Given entries START

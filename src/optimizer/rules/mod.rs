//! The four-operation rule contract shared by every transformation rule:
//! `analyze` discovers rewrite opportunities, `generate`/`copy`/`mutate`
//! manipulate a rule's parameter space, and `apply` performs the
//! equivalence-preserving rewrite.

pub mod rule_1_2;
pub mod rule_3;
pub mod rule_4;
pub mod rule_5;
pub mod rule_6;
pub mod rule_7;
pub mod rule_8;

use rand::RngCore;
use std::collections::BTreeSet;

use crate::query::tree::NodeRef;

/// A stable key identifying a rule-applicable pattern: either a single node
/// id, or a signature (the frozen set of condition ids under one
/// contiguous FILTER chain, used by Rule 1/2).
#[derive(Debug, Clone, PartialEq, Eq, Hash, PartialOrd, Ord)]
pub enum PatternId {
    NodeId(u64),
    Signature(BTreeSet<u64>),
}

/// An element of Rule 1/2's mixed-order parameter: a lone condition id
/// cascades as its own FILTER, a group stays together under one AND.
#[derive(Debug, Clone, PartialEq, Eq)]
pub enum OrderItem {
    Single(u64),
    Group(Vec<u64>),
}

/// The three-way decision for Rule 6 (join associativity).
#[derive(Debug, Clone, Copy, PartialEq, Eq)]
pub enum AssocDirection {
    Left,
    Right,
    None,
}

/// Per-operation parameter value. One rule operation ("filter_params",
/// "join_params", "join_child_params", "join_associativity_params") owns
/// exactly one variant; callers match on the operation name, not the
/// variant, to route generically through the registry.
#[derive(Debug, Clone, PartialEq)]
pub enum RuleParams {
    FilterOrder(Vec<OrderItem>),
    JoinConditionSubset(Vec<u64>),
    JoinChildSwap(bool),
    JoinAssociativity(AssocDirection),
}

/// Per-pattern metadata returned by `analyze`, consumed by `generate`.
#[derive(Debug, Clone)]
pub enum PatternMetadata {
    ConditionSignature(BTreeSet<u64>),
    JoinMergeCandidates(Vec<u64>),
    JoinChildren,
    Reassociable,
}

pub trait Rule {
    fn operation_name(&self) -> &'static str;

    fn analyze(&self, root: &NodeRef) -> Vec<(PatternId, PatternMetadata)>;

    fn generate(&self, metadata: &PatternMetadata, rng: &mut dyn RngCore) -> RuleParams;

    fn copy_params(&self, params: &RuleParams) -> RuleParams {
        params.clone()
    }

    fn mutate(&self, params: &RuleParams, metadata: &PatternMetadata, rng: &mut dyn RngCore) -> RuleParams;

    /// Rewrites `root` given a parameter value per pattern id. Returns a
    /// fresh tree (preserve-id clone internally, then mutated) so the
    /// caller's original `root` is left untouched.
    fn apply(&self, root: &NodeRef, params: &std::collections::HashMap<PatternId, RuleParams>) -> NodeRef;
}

Given entries END

* **How to complete this task**:
Copy out every record above exactly as written.

* **Exercise output**:
filename src/optimizer/rules/mod.rs
//! The four-operation rule contract shared by every transformation rule:
//! `analyze` discovers rewrite opportunities, `generate`/`copy`/`mutate`
//! manipulate a rule's parameter space, and `apply` performs the
//! equivalence-preserving rewrite.

pub mod rule_1_2;
pub mod rule_3;
pub mod rule_4;
pub mod rule_5;
pub mod rule_6;
pub mod rule_7;
pub mod rule_8;

use rand::RngCore;
use std::collections::BTreeSet;

use crate::query::tree::NodeRef;

/// A stable key identifying a rule-applicable pattern: either a single node
/// id, or a signature (the frozen set of condition ids under one
/// contiguous FILTER chain, used by Rule 1/2).
#[derive(Debug, Clone, PartialEq, Eq, Hash, PartialOrd, Ord)]
pub enum PatternId {
    NodeId(u64),
    Signature(BTreeSet<u64>),
}

/// An element of Rule 1/2's mixed-order parameter: a lone condition id
/// cascades as its own FILTER, a group stays together under one AND.
#[derive(Debug, Clone, PartialEq, Eq)]
pub enum OrderItem {
    Single(u64),
    Group(Vec<u64>),
}

/// The three-way decision for Rule 6 (join associativity).
#[derive(Debug, Clone, Copy, PartialEq, Eq)]
pub enum AssocDirection {
    Left,
    Right,
    None,
}

/// Per-operation parameter value. One rule operation ("filter_params",
/// "join_params", "join_child_params", "join_associativity_params") owns
/// exactly one variant; callers match on the operation name, not the
/// variant, to route generically through the registry.
#[derive(Debug, Clone, PartialEq)]
pub enum RuleParams {
    FilterOrder(Vec<OrderItem>),
    JoinConditionSubset(Vec<u64>),
    JoinChildSwap(bool),
    JoinAssociativity(AssocDirection),
}

/// Per-pattern metadata returned by `analyze`, consumed by `generate`.
#[derive(Debug, Clone)]
pub enum PatternMetadata {
    ConditionSignature(BTreeSet<u64>),
    JoinMergeCandidates(Vec<u64>),
    JoinChildren,
    Reassociable,
}

pub trait Rule {
    fn operation_name(&self) -> &'static str;

    fn analyze(&self, root: &NodeRef) -> Vec<(PatternId, PatternMetadata)>;

    fn generate(&self, metadata: &PatternMetadata, rng: &mut dyn RngCore) -> RuleParams;

    fn copy_params(&self, params: &RuleParams) -> RuleParams {
        params.clone()
    }

    fn mutate(&self, params: &RuleParams, metadata: &PatternMetadata, rng: &mut dyn RngCore) -> RuleParams;

    /// Rewrites `root` given a parameter value per pattern id. Returns a
    /// fresh tree (preserve-id clone internally, then mutated) so the
    /// caller's original `root` is left untouched.
    fn apply(&self, root: &NodeRef, params: &std::collections::HashMap<PatternId, RuleParams>) -> NodeRef;
}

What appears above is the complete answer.